On Sept. 8, a staffer at Sir Charles Tupper Secondary School in Vancouver intervened in a knife assault involving members of the two groups.

On Oct. 1, in the 3300-block of Vanness Avenue in Vancouver, six to seven Filipino males attacked a Vietnamese youth, puncturing his liver. About 20 minutes earlier, young Vietnamese had stabbed a Filipino youth.

The violence “boiled to a crescendo” Oct. 8 when members of both gangs went to a dance at the Polish Community Hall on Fraser Street at about 10:30 p.m., said Vancouver youth-services unit Det. Doug Spencer.

“They all knew each of their communities were going to be there,” Spencer said.

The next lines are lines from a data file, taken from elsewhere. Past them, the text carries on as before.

use serde::{Deserialize, Serialize};

/// A log entry, as found in receipts and `eth_getLogs` results.
#[derive(Clone, Debug, PartialEq, Eq, Serialize, Deserialize)]
#[serde(rename_all = "camelCase")]
pub struct Log {
    pub address: String,
    pub topics: Vec<String>,
    pub data: String,
    pub block_number: String,
    pub transaction_hash: String,
    pub transaction_index: String,
    pub block_hash: String,
    /// Position of the log within its transaction.
    pub log_index: String,
}

#[derive(Clone, Debug, PartialEq, Eq, Serialize, Deserialize)]
#[serde(rename_all = "camelCase")]
pub struct TxReceipt {
    pub transaction_hash: String,
    pub transaction_index: String,
    pub block_hash: String,
    pub block_number: String,
    /// Set only for contract creations.
    pub contract_address: Option<String>,
    pub gas_used: String,
    pub cumulative_gas_used: String,
    /// Unset for contract creations.
    pub to: Option<String>,
    pub logs: Vec<Log>,
    pub logs_bloom: String,
    /// `0x1` when the ledger committed the transaction as valid, `0x0` otherwise.
    pub status: String,
}

#[derive(Clone, Debug, PartialEq, Eq, Serialize, Deserialize)]
#[serde(rename_all = "camelCase")]
pub struct Transaction {
    pub block_hash: String,
    pub block_number: String,
    pub to: Option<String>,
    pub input: Option<String>,
    pub transaction_index: String,
    pub hash: String,
}

/// Transactions of a block, either as hashes or fully shaped.
#[derive(Clone, Debug, PartialEq, Eq, Serialize, Deserialize)]
#[serde(untagged)]
pub enum BlockTransactions {
    Hashes(Vec<String>),
    Full(Vec<Transaction>),
}

#[derive(Clone, Debug, PartialEq, Eq, Serialize, Deserialize)]
#[serde(rename_all = "camelCase")]
pub struct Block {
    pub number: String,
    pub hash: String,
    pub parent_hash: String,
    pub transactions: BlockTransactions,
}
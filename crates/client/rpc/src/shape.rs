use gp_convert::{bytes_to_hex, strip_0x, to_quantity, with_0x, Address, Topic};
use gp_ledger::{Block, DecodedTransaction, EventRecord};
use gp_rpc::{Bloom, Log, Transaction};

use crate::EthRpcResult;

/// Header fields of a block, as rendered in replies.
pub(crate) struct BlockInfo {
    pub number: String,
    pub hash: String,
    pub parent_hash: String,
}

impl BlockInfo {
    /// The data hash of a block stands in for its hash.
    pub fn of(block: &Block) -> EthRpcResult<Self> {
        Ok(Self {
            number: to_quantity(block.number()?),
            hash: bytes_to_hex(block.data_hash()?),
            parent_hash: bytes_to_hex(block.previous_hash()?),
        })
    }
}

/// Where a transaction sits in the chain.
pub(crate) struct TxLocation<'a> {
    pub block: &'a BlockInfo,
    pub hash: String,
    pub index: String,
}

impl<'a> TxLocation<'a> {
    pub fn new(block: &'a BlockInfo, tx_id: &str, index: usize) -> Self {
        Self { block, hash: with_0x(tx_id), index: to_quantity(index as u64) }
    }

    /// `log_index` is the position of the event among those the
    /// transaction emitted.
    pub fn log(&self, event: &EventRecord, log_index: usize) -> Log {
        Log {
            address: with_0x(strip_0x(&event.address)),
            topics: event.topics.iter().map(|topic| with_0x(strip_0x(topic))).collect(),
            data: with_0x(strip_0x(&event.data)),
            block_number: self.block.number.clone(),
            transaction_hash: self.hash.clone(),
            transaction_index: self.index.clone(),
            block_hash: self.block.hash.clone(),
            log_index: to_quantity(log_index as u64),
        }
    }

    /// Only EVM calls carry a callee and input. Deployments have no `to`.
    pub fn transaction(&self, transaction: &DecodedTransaction) -> Transaction {
        let call = transaction.call.as_ref();
        Transaction {
            block_hash: self.block.hash.clone(),
            block_number: self.block.number.clone(),
            to: call.filter(|call| !call.callee.is_empty() && !call.is_contract_creation()).map(|call| with_0x(&call.callee)),
            input: call.filter(|call| !call.input.is_empty()).map(|call| with_0x(&call.input)),
            transaction_index: self.index.clone(),
            hash: self.hash.clone(),
        }
    }
}

/// Bloom of the emitters and topics of `events`. Values which are not
/// well-formed hex are left out.
pub(crate) fn logs_bloom(events: &[EventRecord]) -> Bloom {
    let mut bloom = Bloom::default();
    for event in events {
        if let Ok(address) = Address::parse(&event.address) {
            bloom.accrue(address.as_bytes());
        }
        for topic in event.topics.iter().filter_map(|topic| Topic::parse(topic).ok()) {
            bloom.accrue(topic.as_bytes());
        }
    }
    bloom
}
/// Get the balance of an account
///
/// Accounts hold no native currency on the ledger: neither the address nor
/// the block is looked at, the balance is always zero.
pub fn get_balance() -> String {
    "0x0".to_owned()
}
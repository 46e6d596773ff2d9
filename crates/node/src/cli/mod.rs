pub mod ledger;
pub mod rpc;

use std::path::PathBuf;

use anyhow::bail;
use figment::providers::{Format, Json, Serialized, Toml, Yaml};
use figment::Figment;
use gc_rpc::EthConfig;
use serde::{Deserialize, Serialize};

pub use ledger::*;
pub use rpc::*;

#[derive(Clone, Copy, Debug, Default, PartialEq, Eq, clap::ValueEnum, Deserialize, Serialize)]
#[serde(rename_all = "lowercase")]
pub enum LogFormat {
    /// Human readable lines.
    #[default]
    Pretty,
    /// One JSON object per line.
    Json,
}

#[derive(Clone, Debug, clap::Parser, Deserialize, Serialize)]
#[command(name = "evmgate", version, about = "Ethereum JSON-RPC gateway for a permissioned ledger")]
pub struct RunCmd {
    #[clap(flatten)]
    pub ledger_params: LedgerParams,

    #[clap(flatten)]
    pub rpc_params: RpcParams,

    /// Format of the log output.
    #[arg(env = "EVMGATE_LOG_FORMAT", long, value_enum, default_value_t = LogFormat::Pretty)]
    pub log_format: LogFormat,

    /// Load the configuration from a TOML, JSON or YAML file. Values found in
    /// the file take precedence over the command line.
    #[arg(env = "EVMGATE_CONFIG_FILE", long, value_name = "CONFIG FILE PATH")]
    #[serde(skip)]
    pub config_file: Option<PathBuf>,
}

impl RunCmd {
    /// Layers the config file, if any, over the parsed arguments.
    pub fn load(self) -> anyhow::Result<Self> {
        let config_file = self.config_file.clone();
        let mut config = Figment::new().merge(Serialized::defaults(self));

        if let Some(config_path) = config_file {
            config = match config_path.extension() {
                None => bail!("Unsupported file type for config file."),
                Some(os_str) => match os_str.to_str() {
                    Some("toml") => config.merge(Toml::file(config_path)),
                    Some("json") => config.merge(Json::file(config_path)),
                    Some("yaml") => config.merge(Yaml::file(config_path)),
                    _ => bail!("Unsupported file type for config file."),
                },
            }
        }

        Ok(config.extract()?)
    }

    pub fn eth_config(&self) -> EthConfig {
        EthConfig { chaincode: self.ledger_params.chaincode.clone(), network_id: self.rpc_params.network_id.clone() }
    }
}

#[cfg(test)]
mod tests {
    use super::*;
    use clap::Parser;
    use std::io::Write;
    use std::net::{Ipv4Addr, SocketAddr};
    use std::time::Duration;

    fn parse(args: &[&str]) -> RunCmd {
        RunCmd::try_parse_from(std::iter::once("evmgate").chain(args.iter().copied())).unwrap()
    }

    fn config_file(extension: &str, content: &str) -> tempfile::NamedTempFile {
        let mut file = tempfile::Builder::new().suffix(&format!(".{extension}")).tempfile().unwrap();
        file.write_all(content.as_bytes()).unwrap();
        file
    }

    #[test]
    fn test_defaults() {
        let cmd = parse(&["--ledger-url", "http://localhost:8080/api"]).load().unwrap();

        let ledger = cmd.ledger_params.ledger_config().unwrap();
        assert_eq!(ledger.url.as_str(), "http://localhost:8080/api");
        assert_eq!(ledger.channel, "mychannel");
        assert_eq!(ledger.timeout, Duration::from_secs(30));
        assert_eq!(cmd.rpc_params.addr(), SocketAddr::new(Ipv4Addr::LOCALHOST.into(), 5000));
        assert_eq!(cmd.rpc_params.cors(), None);
        assert_eq!(cmd.log_format, LogFormat::Pretty);

        let eth = cmd.eth_config();
        assert_eq!(eth.chaincode, "evmcc");
        assert_eq!(eth.network_id, "0x6661627269632d65766d");
    }

    #[test]
    fn test_ledger_url_is_required() {
        assert!(RunCmd::try_parse_from(["evmgate"]).is_err());
    }

    #[test]
    fn test_overrides() {
        let cmd = parse(&[
            "--ledger-url",
            "http://ledger:8080",
            "--chaincode",
            "evm",
            "--ledger-timeout",
            "500ms",
            "--rpc-external",
            "--rpc-port",
            "8545",
            "--rpc-cors",
            "http://localhost:3000",
            "--log-format",
            "json",
        ])
        .load()
        .unwrap();

        assert_eq!(cmd.ledger_params.ledger_timeout, Duration::from_millis(500));
        assert_eq!(cmd.eth_config().chaincode, "evm");
        assert_eq!(cmd.rpc_params.addr(), SocketAddr::new(Ipv4Addr::UNSPECIFIED.into(), 8545));
        assert_eq!(cmd.rpc_params.cors(), Some(vec!["http://localhost:3000".to_owned()]));
        assert_eq!(cmd.log_format, LogFormat::Json);
    }

    #[test]
    fn test_toml_config_file() {
        let file = config_file(
            "toml",
            r#"
            log_format = "json"

            [ledger_params]
            ledger_url = "http://ledger:8080/gateway"
            channel = "evmchannel"
            ledger_timeout = "5s"

            [rpc_params]
            rpc_port = 8545
            rpc_cors = "http://localhost:3000,https://wallet.example"
            "#,
        );
        let path = file.path().to_str().unwrap();

        let cmd = parse(&["--config-file", path]).load().unwrap();

        let ledger = cmd.ledger_params.ledger_config().unwrap();
        assert_eq!(ledger.url.as_str(), "http://ledger:8080/gateway");
        assert_eq!(ledger.channel, "evmchannel");
        assert_eq!(ledger.org, "Org1");
        assert_eq!(ledger.timeout, Duration::from_secs(5));
        assert_eq!(cmd.rpc_params.rpc_port, 8545);
        assert_eq!(
            cmd.rpc_params.cors(),
            Some(vec!["http://localhost:3000".to_owned(), "https://wallet.example".to_owned()])
        );
        assert_eq!(cmd.log_format, LogFormat::Json);
    }

    #[test]
    fn test_json_config_file() {
        let file = config_file("json", r#"{"ledger_params": {"ledger_url": "http://ledger:8080"}}"#);
        let path = file.path().to_str().unwrap();

        let cmd = parse(&["--config-file", path]).load().unwrap();

        assert!(cmd.ledger_params.ledger_config().is_ok());
    }

    #[test]
    fn test_config_file_without_ledger_url() {
        let file = config_file("yaml", "rpc_params:\n  rpc_port: 8545\n");
        let path = file.path().to_str().unwrap();

        let cmd = parse(&["--config-file", path]).load().unwrap();

        assert!(cmd.ledger_params.ledger_config().is_err());
    }

    #[test]
    fn test_unsupported_config_file() {
        let file = config_file("ini", "");
        let path = file.path().to_str().unwrap();

        assert!(parse(&["--config-file", path]).load().is_err());
    }
}
//! Log filters of `eth_getLogs`.
//!
//! Filters are validated and normalized once, before the ledger is touched.
//! Matching then compares typed values, so case and `0x` prefixes of the
//! chaincode events never matter.

use gp_convert::{Address, Topic};
use gp_ledger::EventRecord;
use gp_rpc::{GetLogsArgs, OneOrMany, TopicSelector};

use crate::resolver::BlockRef;
use crate::{EthRpcApiError, EthRpcResult};

/// Emitters a log must come from. Empty matches every emitter.
#[derive(Clone, Debug, Default, PartialEq, Eq)]
pub struct AddressFilter(Vec<Address>);

impl AddressFilter {
    pub fn new(addresses: Vec<Address>) -> Self {
        Self(addresses)
    }

    pub fn matches(&self, address: &str) -> bool {
        self.0.is_empty() || self.0.iter().any(|candidate| candidate.matches_hex(address))
    }
}

impl TryFrom<OneOrMany> for AddressFilter {
    type Error = EthRpcApiError;

    fn try_from(value: OneOrMany) -> Result<Self, Self::Error> {
        let addresses = match value {
            OneOrMany::One(address) => vec![Address::parse(&address)?],
            OneOrMany::Many(addresses) => {
                addresses.iter().map(|address| Address::parse(address)).collect::<Result<_, _>>()?
            }
        };
        Ok(Self(addresses))
    }
}

/// Positional topic alternatives: AND across positions, OR within one.
///
/// An empty position is a wildcard. A log with fewer topics than there are
/// positions never matches, wildcards included.
#[derive(Clone, Debug, Default, PartialEq, Eq)]
pub struct TopicsFilter(Vec<Vec<Topic>>);

impl TopicsFilter {
    pub fn new(positions: Vec<Vec<Topic>>) -> Self {
        Self(positions)
    }

    pub fn matches(&self, topics: &[String]) -> bool {
        if topics.len() < self.0.len() {
            return false;
        }
        self.0
            .iter()
            .zip(topics)
            .all(|(alternatives, topic)| {
                alternatives.is_empty() || alternatives.iter().any(|candidate| candidate.matches_hex(topic))
            })
    }
}

fn parse_position(position: Option<TopicSelector>) -> EthRpcResult<Vec<Topic>> {
    match position {
        None => Ok(Vec::new()),
        Some(TopicSelector::One(topic)) => Ok(vec![Topic::parse(&topic)?]),
        Some(TopicSelector::AnyOf(alternatives)) => {
            let parsed = alternatives
                .iter()
                .filter(|topic| !topic.is_empty())
                .map(|topic| Topic::parse(topic))
                .collect::<Result<Vec<_>, _>>()?;
            // an empty alternative accepts any topic at this position
            match parsed.len() < alternatives.len() {
                true => Ok(Vec::new()),
                false => Ok(parsed),
            }
        }
    }
}

impl TryFrom<Vec<Option<TopicSelector>>> for TopicsFilter {
    type Error = EthRpcApiError;

    fn try_from(positions: Vec<Option<TopicSelector>>) -> Result<Self, Self::Error> {
        Ok(Self(positions.into_iter().map(parse_position).collect::<EthRpcResult<_>>()?))
    }
}

/// True when the log passes both the emitter and the topics filter.
pub fn matches(log: &EventRecord, addresses: &AddressFilter, topics: &TopicsFilter) -> bool {
    addresses.matches(&log.address) && topics.matches(&log.topics)
}

#[derive(Clone, Debug, Default, PartialEq, Eq)]
pub struct LogFilter {
    pub from_block: BlockRef,
    pub to_block: BlockRef,
    pub addresses: AddressFilter,
    pub topics: TopicsFilter,
}

impl LogFilter {
    pub fn matches(&self, log: &EventRecord) -> bool {
        matches(log, &self.addresses, &self.topics)
    }
}

impl TryFrom<GetLogsArgs> for LogFilter {
    type Error = EthRpcApiError;

    fn try_from(args: GetLogsArgs) -> Result<Self, Self::Error> {
        if args.block_hash.is_some() && (args.from_block.is_some() || args.to_block.is_some()) {
            return Err(EthRpcApiError::invalid_params("blockHash cannot be set at the same time as fromBlock or toBlock"));
        }

        let from_block = args.from_block.as_deref().map(str::parse::<BlockRef>).transpose()?.unwrap_or_default();
        let to_block = args.to_block.as_deref().map(str::parse::<BlockRef>).transpose()?.unwrap_or_default();
        if from_block == BlockRef::Earliest || to_block == BlockRef::Earliest {
            return Err(EthRpcApiError::unimplemented("the earliest block cannot bound a log filter"));
        }

        let addresses = args.address.map(AddressFilter::try_from).transpose()?.unwrap_or_default();
        let topics = args.topics.map(TopicsFilter::try_from).transpose()?.unwrap_or_default();

        if args.block_hash.is_some() {
            return Err(EthRpcApiError::unimplemented("filtering logs by block hash"));
        }

        Ok(Self { from_block, to_block, addresses, topics })
    }
}
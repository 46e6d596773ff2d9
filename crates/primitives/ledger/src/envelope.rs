use gp_convert::Address;
use prost::Message;

use crate::proto::{
    ChaincodeAction, ChaincodeActionPayload, ChaincodeInvocationSpec, ChaincodeProposalPayload, ChannelHeader,
    Envelope, Payload, ProposalResponsePayload, Transaction, HEADER_TYPE_ENDORSER_TRANSACTION,
};
use crate::DecodeError;

/// Function name the chaincode uses to serve contract code lookups. These
/// invocations carry a single argument and are not EVM transactions.
pub const GET_CODE_FUNCTION: &str = "getCode";

/// Callee and input of an EVM transaction, as hex stored by the chaincode
/// (no `0x` prefix).
#[derive(Clone, Debug, PartialEq, Eq)]
pub struct EvmCall {
    pub callee: String,
    pub input: String,
}

impl EvmCall {
    /// A call to the zero address deploys a contract.
    pub fn is_contract_creation(&self) -> bool {
        Address::parse(&self.callee).is_ok_and(|callee| callee.is_zero())
    }
}

/// Everything the gateway reads out of one transaction envelope.
#[derive(Clone, Debug, Default, PartialEq)]
pub struct DecodedTransaction {
    pub channel_header: ChannelHeader,
    /// `None` when the invocation is not an EVM call, see [decode_transaction].
    pub call: Option<EvmCall>,
    pub response_payload: Vec<u8>,
    /// Serialized chaincode event, empty when the transaction emitted none.
    pub events: Vec<u8>,
}

impl DecodedTransaction {
    pub fn tx_id(&self) -> &str {
        &self.channel_header.tx_id
    }
}

fn decode_payload(raw_envelope: &[u8]) -> Result<Payload, DecodeError> {
    let envelope = Envelope::decode(raw_envelope).map_err(DecodeError::protobuf("envelope"))?;
    Payload::decode(envelope.payload.as_slice()).map_err(DecodeError::protobuf("payload"))
}

fn decode_header(payload: &Payload) -> Result<ChannelHeader, DecodeError> {
    let header = payload.header.as_ref().ok_or(DecodeError::MissingHeader)?;
    ChannelHeader::decode(header.channel_header.as_slice()).map_err(DecodeError::protobuf("channel header"))
}

/// Decodes only the channel header of an envelope. This is enough to list
/// transaction ids or to locate a transaction in a block.
pub fn decode_channel_header(raw_envelope: &[u8]) -> Result<ChannelHeader, DecodeError> {
    decode_header(&decode_payload(raw_envelope)?)
}

/// Walks a serialized envelope down to the chaincode invocation and its
/// endorsed result.
///
/// The companion chaincode is always invoked with `[callee, input]`. Any
/// other argument count, or a `getCode` lookup, leaves [DecodedTransaction::call]
/// empty. Envelopes which are not endorser transactions (channel
/// configuration, mostly) carry no chaincode action at all and decode with
/// only their channel header set.
pub fn decode_transaction(raw_envelope: &[u8]) -> Result<DecodedTransaction, DecodeError> {
    let payload = decode_payload(raw_envelope)?;
    let channel_header = decode_header(&payload)?;

    if channel_header.r#type != HEADER_TYPE_ENDORSER_TRANSACTION {
        return Ok(DecodedTransaction { channel_header, ..Default::default() });
    }

    let transaction = Transaction::decode(payload.data.as_slice()).map_err(DecodeError::protobuf("transaction"))?;
    let action = transaction.actions.first().ok_or(DecodeError::NoActions)?;

    let action_payload = ChaincodeActionPayload::decode(action.payload.as_slice())
        .map_err(DecodeError::protobuf("chaincode action payload"))?;
    let endorsed = match action_payload.action {
        Some(ref endorsed) if !endorsed.proposal_response_payload.is_empty() => endorsed,
        _ => return Err(DecodeError::MissingProposalResponse),
    };

    let proposal_payload = ChaincodeProposalPayload::decode(action_payload.chaincode_proposal_payload.as_slice())
        .map_err(DecodeError::protobuf("chaincode proposal payload"))?;
    let response_payload = ProposalResponsePayload::decode(endorsed.proposal_response_payload.as_slice())
        .map_err(DecodeError::protobuf("proposal response payload"))?;
    if response_payload.extension.is_empty() {
        return Err(DecodeError::MissingExtension);
    }
    let chaincode_action = ChaincodeAction::decode(response_payload.extension.as_slice())
        .map_err(DecodeError::protobuf("chaincode action"))?;

    let invocation = ChaincodeInvocationSpec::decode(proposal_payload.input.as_slice())
        .map_err(DecodeError::protobuf("chaincode invocation spec"))?;
    let args = invocation.chaincode_spec.and_then(|spec| spec.input).map(|input| input.args).unwrap_or_default();

    Ok(DecodedTransaction {
        channel_header,
        call: evm_call(args),
        response_payload: chaincode_action.response.map(|response| response.payload).unwrap_or_default(),
        events: chaincode_action.events,
    })
}

/// Binary arguments come from other chaincodes sharing the channel and are
/// not EVM calls either.
fn evm_call(args: Vec<Vec<u8>>) -> Option<EvmCall> {
    let Ok([callee, input]) = <[Vec<u8>; 2]>::try_from(args) else {
        return None;
    };
    if callee == GET_CODE_FUNCTION.as_bytes() {
        return None;
    }
    let callee = String::from_utf8(callee).ok()?;
    let input = String::from_utf8(input).ok()?;
    Some(EvmCall { callee, input })
}
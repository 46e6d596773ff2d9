use serde::{Deserialize, Serialize};

/// Call object of `eth_call`, `eth_sendTransaction` and `eth_estimateGas`.
///
/// Every field is optional; only `to` and `data` reach the ledger.
#[derive(Clone, Debug, Default, PartialEq, Eq, Serialize, Deserialize)]
#[serde(rename_all = "camelCase")]
pub struct EthArgs {
    #[serde(default, skip_serializing_if = "Option::is_none")]
    pub to: Option<String>,
    #[serde(default, skip_serializing_if = "Option::is_none")]
    pub from: Option<String>,
    #[serde(default, skip_serializing_if = "Option::is_none")]
    pub gas: Option<String>,
    #[serde(default, skip_serializing_if = "Option::is_none")]
    pub gas_price: Option<String>,
    #[serde(default, skip_serializing_if = "Option::is_none")]
    pub value: Option<String>,
    #[serde(default, alias = "input", skip_serializing_if = "Option::is_none")]
    pub data: Option<String>,
    #[serde(default, skip_serializing_if = "Option::is_none")]
    pub nonce: Option<String>,
}

impl EthArgs {
    /// Callee address with an empty `to` treated as absent.
    pub fn to(&self) -> Option<&str> {
        self.to.as_deref().filter(|to| !to.is_empty())
    }

    pub fn data(&self) -> &str {
        self.data.as_deref().unwrap_or_default()
    }
}

/// A single value or a list of values.
#[derive(Clone, Debug, PartialEq, Eq, Serialize, Deserialize)]
#[serde(untagged)]
pub enum OneOrMany {
    One(String),
    Many(Vec<String>),
}

/// One position of a topic filter: a required topic or a set of alternatives.
///
/// An empty string inside the set matches anything.
#[derive(Clone, Debug, PartialEq, Eq, Serialize, Deserialize)]
#[serde(untagged)]
pub enum TopicSelector {
    One(String),
    AnyOf(Vec<String>),
}

/// Filter object of `eth_getLogs`, before validation.
#[derive(Clone, Debug, Default, PartialEq, Eq, Serialize, Deserialize)]
#[serde(rename_all = "camelCase")]
pub struct GetLogsArgs {
    #[serde(default, skip_serializing_if = "Option::is_none")]
    pub from_block: Option<String>,
    #[serde(default, skip_serializing_if = "Option::is_none")]
    pub to_block: Option<String>,
    #[serde(default, skip_serializing_if = "Option::is_none")]
    pub address: Option<OneOrMany>,
    /// `null` at a position is a wildcard.
    #[serde(default, skip_serializing_if = "Option::is_none")]
    pub topics: Option<Vec<Option<TopicSelector>>>,
    #[serde(default, alias = "blockhash", skip_serializing_if = "Option::is_none")]
    pub block_hash: Option<String>,
}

Six people were stabbed in the ensuing brawl outside the hall, two seriously. One remains in hospital.

“We’re fortunate that no one was killed that night,” Heed said.

Much of the fighting has taken place near the Joyce SkyTrain station, but other incidents have occurred around the Lower Mainland.

Those involved are aged between 13 and their early 20s. Many are students at Lower Mainland high schools, police said.

“In a lot of cases the older brothers will get involved,” Spencer said, adding that females sometimes carry weapons to the fights because male police officers are less likely to search them.

The fights have involved a variety of bladed weapons. The groups commonly favour machetes, swords and illegal switchblades and butterfly knives, police said.

“They have easy access to these weapons,” Heed said.

The war is fuelled by “bravado” and is not over drugs or turf, Heed said, adding: “All indications are that it is going to escalate.”

The Filipino members have been wearing red bandanas as gang “colours,” Spencer said.

“They’ve learned this from watching videos and movies,” he said.

Vancouver police on Wednesday met with regional law-enforcement officials to implement an “integrated approach” to the violence.

Investigators expect criminal charges will be laid in connection with the attacks.

Police are speaking with those involved, and with ethnic community leaders and parents of assailants and victims.

“We’re going to tell them right up front that your son or daughter [is] doing this when they’re outside of the home. We’re expecting you to take some action to deal with this,” Heed said.

“You can’t come back and say, ‘You never told us that they were involved in this.’ You can’t come back and say you didn’t know.”